*** Information supplied ***

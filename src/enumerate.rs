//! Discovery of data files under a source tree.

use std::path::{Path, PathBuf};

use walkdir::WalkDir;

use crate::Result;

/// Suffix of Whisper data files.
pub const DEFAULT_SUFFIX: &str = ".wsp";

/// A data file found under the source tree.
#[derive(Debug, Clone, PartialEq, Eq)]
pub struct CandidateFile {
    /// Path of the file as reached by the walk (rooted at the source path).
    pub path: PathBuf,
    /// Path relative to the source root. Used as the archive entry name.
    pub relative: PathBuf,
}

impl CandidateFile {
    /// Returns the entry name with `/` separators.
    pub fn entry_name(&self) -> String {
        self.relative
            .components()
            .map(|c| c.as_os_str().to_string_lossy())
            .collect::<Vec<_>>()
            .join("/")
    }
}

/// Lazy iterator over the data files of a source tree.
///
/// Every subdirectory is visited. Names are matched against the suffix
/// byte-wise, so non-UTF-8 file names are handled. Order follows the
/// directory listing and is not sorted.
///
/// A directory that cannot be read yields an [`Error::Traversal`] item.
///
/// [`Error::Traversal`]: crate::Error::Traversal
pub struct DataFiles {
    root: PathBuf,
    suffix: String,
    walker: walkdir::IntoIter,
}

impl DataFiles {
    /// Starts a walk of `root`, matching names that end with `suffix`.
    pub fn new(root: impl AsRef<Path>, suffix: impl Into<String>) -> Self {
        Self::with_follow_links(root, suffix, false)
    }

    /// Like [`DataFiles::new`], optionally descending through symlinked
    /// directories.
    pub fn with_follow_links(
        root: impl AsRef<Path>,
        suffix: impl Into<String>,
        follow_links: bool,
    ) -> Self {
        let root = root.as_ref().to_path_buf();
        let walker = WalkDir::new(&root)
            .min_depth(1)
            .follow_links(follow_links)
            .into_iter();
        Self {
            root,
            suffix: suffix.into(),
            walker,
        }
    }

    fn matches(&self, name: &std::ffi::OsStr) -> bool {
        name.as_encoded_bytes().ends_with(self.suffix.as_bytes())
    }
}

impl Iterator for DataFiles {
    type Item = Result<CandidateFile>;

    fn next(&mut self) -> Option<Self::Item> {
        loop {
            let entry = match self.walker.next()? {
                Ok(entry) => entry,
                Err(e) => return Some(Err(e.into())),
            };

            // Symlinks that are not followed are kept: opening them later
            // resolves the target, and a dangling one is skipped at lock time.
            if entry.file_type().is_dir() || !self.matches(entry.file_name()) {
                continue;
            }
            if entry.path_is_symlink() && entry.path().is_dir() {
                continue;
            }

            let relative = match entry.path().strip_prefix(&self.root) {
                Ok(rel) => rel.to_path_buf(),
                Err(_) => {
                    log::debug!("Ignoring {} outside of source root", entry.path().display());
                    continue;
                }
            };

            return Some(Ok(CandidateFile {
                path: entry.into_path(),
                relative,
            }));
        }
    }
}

*** End of Information supplied ***

What needs to be done: All that belongs in your answer is the stretch of entries above from the line with "name.as_encoded_bytes().ends_with(self.suffix.as_bytes())" through the line with "at lock time.", printed exactly.

Solution for this problem:
        name.as_encoded_bytes().ends_with(self.suffix.as_bytes())
    }
}

impl Iterator for DataFiles {
    type Item = Result<CandidateFile>;

    fn next(&mut self) -> Option<Self::Item> {
        loop {
            let entry = match self.walker.next()? {
                Ok(entry) => entry,
                Err(e) => return Some(Err(e.into())),
            };

            // Symlinks that are not followed are kept: opening them later
            // resolves the target, and a dangling one is skipped at lock time.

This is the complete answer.